Chaos. 2024 Dec 1;34(12). doi: 10.1063/5.0226199.
Adaptive network is a powerful presentation to describe different real-world phenomena. However, current models often neglect higher-order interactions (beyond pairwise interactions) and diverse adaptation types (cooperative and competitive) commonly observed in systems such as the human brain and social networks. This work addresses this gap by incorporating these factors into a model that explores their impact on collective properties such as synchronization. Through simplified network representations, we investigate how the simultaneous presence of cooperative and competitive adaptations influences phase transitions. Our findings reveal a transition from first-order to second-order synchronization as the strength of higher-order interactions increases under competitive adaptation. We also demonstrate the possibility of synchronization even without pairwise interactions, provided there is strong enough higher-order coupling. When only competitive adaptations are present, the system exhibits second-order-like phase transitions and clustering. Conversely, with a combination of cooperative and competitive adaptations, the system undergoes a first-order-like phase transition, characterized by a sharp transition to the synchronized state without reverting to an incoherent state during backward transitions. The specific nature of these second-order-like transitions varies depending on the coupling strengths and mean degrees. With our model, we can control not only when the system synchronizes but also the way the system goes to synchronization.
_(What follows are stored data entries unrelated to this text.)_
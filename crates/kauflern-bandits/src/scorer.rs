//! Angebots-Scoring: fester Grundwert, eine deklarative Tabelle heuristischer
//! Boni je Angebotsart und die gelernte Belohnungsschätzung.

use crate::learner::RewardLearner;
use kauflern_core::{CustomerFeatures, Offer, OfferKind};
use serde::{Deserialize, Serialize};
use std::collections::HashMap;

/// Bedingung über die Features, unter der eine Regel greift.
#[derive(Debug, Clone, Copy, PartialEq, Serialize, Deserialize)]
#[serde(rename_all = "snake_case")]
pub enum FeatureCondition {
    ReturningCustomer,
    NewCustomer,
    HighValue,
    /// Mehr als `days` Tage seit dem letzten Kauf. Der Platzhalter 999
    /// (kein Kauf) zählt als überfällig, ein unbekanntes Kaufdatum nicht.
    LapsedPurchase { days: i64 },
    CartValueAbove { value: f64 },
}

impl FeatureCondition {
    pub fn matches(&self, features: &CustomerFeatures) -> bool {
        match *self {
            Self::ReturningCustomer => features.is_returning_customer,
            Self::NewCustomer => !features.is_returning_customer,
            Self::HighValue => features.is_high_value,
            Self::LapsedPurchase { days } => features.last_purchase_days.is_some_and(|d| d > days),
            Self::CartValueAbove { value } => features.cart_value > value,
        }
    }
}

/// `bonus` zählt für jedes Angebot der Art `kind`, sofern `when` gilt.
#[derive(Debug, Clone, Copy, PartialEq, Serialize, Deserialize)]
pub struct HeuristicRule {
    pub when: FeatureCondition,
    pub kind: OfferKind,
    pub bonus: f64,
}

impl HeuristicRule {
    pub const fn new(when: FeatureCondition, kind: OfferKind, bonus: f64) -> Self {
        Self { when, kind, bonus }
    }

    pub fn applies(&self, offer: &Offer, features: &CustomerFeatures) -> bool {
        offer.kind == self.kind && self.when.matches(features)
    }
}

/// Die fünf Regeln des Standardkatalogs.
pub fn default_rules() -> Vec<HeuristicRule> {
    use FeatureCondition::*;
    vec![
        HeuristicRule::new(ReturningCustomer, OfferKind::FreeShipping, 0.10),
        HeuristicRule::new(HighValue, OfferKind::Fixed, 0.15),
        HeuristicRule::new(LapsedPurchase { days: 30 }, OfferKind::Fixed, 0.20),
        HeuristicRule::new(NewCustomer, OfferKind::Percentage, 0.20),
        HeuristicRule::new(CartValueAbove { value: 50.0 }, OfferKind::Bundle, 0.15),
    ]
}

#[derive(Debug, Clone)]
pub struct OfferScorer {
    rules: Vec<HeuristicRule>,
    base_score: f64,
    reward_weight: f64,
    /// Letzter Exploit-Score je Kunde und Angebot. Nur zur Beobachtung, die
    /// Entscheidung liest ihn nie.
    score_log: HashMap<String, HashMap<String, f64>>,
}

impl OfferScorer {
    pub fn new(rules: Vec<HeuristicRule>, base_score: f64, reward_weight: f64) -> Self {
        Self {
            rules,
            base_score,
            reward_weight,
            score_log: HashMap::new(),
        }
    }

    pub fn rules(&self) -> &[HeuristicRule] {
        &self.rules
    }

    /// Summe der Boni aller passenden Regeln.
    pub fn heuristic_bonus(&self, offer: &Offer, features: &CustomerFeatures) -> f64 {
        self.rules
            .iter()
            .filter(|r| r.applies(offer, features))
            .map(|r| r.bonus)
            .sum()
    }

    /// Affinität von `user_id` zu `offer`, immer in `[0, 1]`.
    pub fn score(
        &self,
        user_id: &str,
        offer: &Offer,
        features: &CustomerFeatures,
        learner: &RewardLearner,
    ) -> f64 {
        let total = self.base_score
            + self.heuristic_bonus(offer, features)
            + learner.estimate(user_id, &offer.id) * self.reward_weight;
        // max vor min: NaN landet bei 0
        total.max(0.0).min(1.0)
    }

    /// Angebot mit dem höchsten Score; bei Gleichstand das erste. Protokolliert
    /// den Siegerscore.
    pub fn choose_best<'a>(
        &mut self,
        user_id: &str,
        offers: &'a [Offer],
        features: &CustomerFeatures,
        learner: &RewardLearner,
    ) -> Option<(&'a Offer, f64)> {
        let mut best: Option<(&'a Offer, f64)> = None;
        for offer in offers {
            let score = self.score(user_id, offer, features, learner);
            if best.map_or(true, |(_, highest)| score > highest) {
                best = Some((offer, score));
            }
        }
        if let Some((offer, score)) = best {
            self.log_score(user_id, &offer.id, score);
        }
        best
    }

    pub fn personalization_score(&self, user_id: &str, offer_id: &str) -> Option<f64> {
        self.score_log.get(user_id)?.get(offer_id).copied()
    }

    /// Alle protokollierten Scores als `(user_id, offer_id, score)`.
    pub fn score_log(&self) -> impl Iterator<Item = (&str, &str, f64)> {
        self.score_log.iter().flat_map(|(user, offers)| {
            offers
                .iter()
                .map(move |(offer, score)| (user.as_str(), offer.as_str(), *score))
        })
    }

    pub(crate) fn log_score(&mut self, user_id: &str, offer_id: &str, score: f64) {
        self.score_log
            .entry(user_id.to_string())
            .or_default()
            .insert(offer_id.to_string(), score);
    }

    pub(crate) fn clear_log(&mut self) {
        self.score_log.clear();
    }
}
自适应网络是描述不同现实世界现象的一种强大表示方式。然而,当前的模型常常忽略高阶相互作用(超出成对相互作用)以及在诸如人类大脑和社会网络等系统中常见的多种适应类型(合作性和竞争性)。这项工作通过将这些因素纳入一个模型来解决这一差距,该模型探索它们对诸如同步等集体属性的影响。通过简化的网络表示,我们研究合作性和竞争性适应的同时存在如何影响相变。我们的研究结果表明,在竞争性适应下,随着高阶相互作用强度的增加,会从一阶同步转变为二阶同步。我们还证明,即使没有成对相互作用,只要存在足够强的高阶耦合,同步也是可能的。当仅存在竞争性适应时,系统呈现出类似二阶的相变和聚类。相反,当合作性和竞争性适应相结合时,系统会经历类似一阶的相变,其特征是急剧转变为同步状态,在反向转变过程中不会恢复到非相干状态。这些类似二阶转变的具体性质取决于耦合强度和平均度。利用我们的模型,我们不仅可以控制系统何时同步,还可以控制系统达到同步的方式。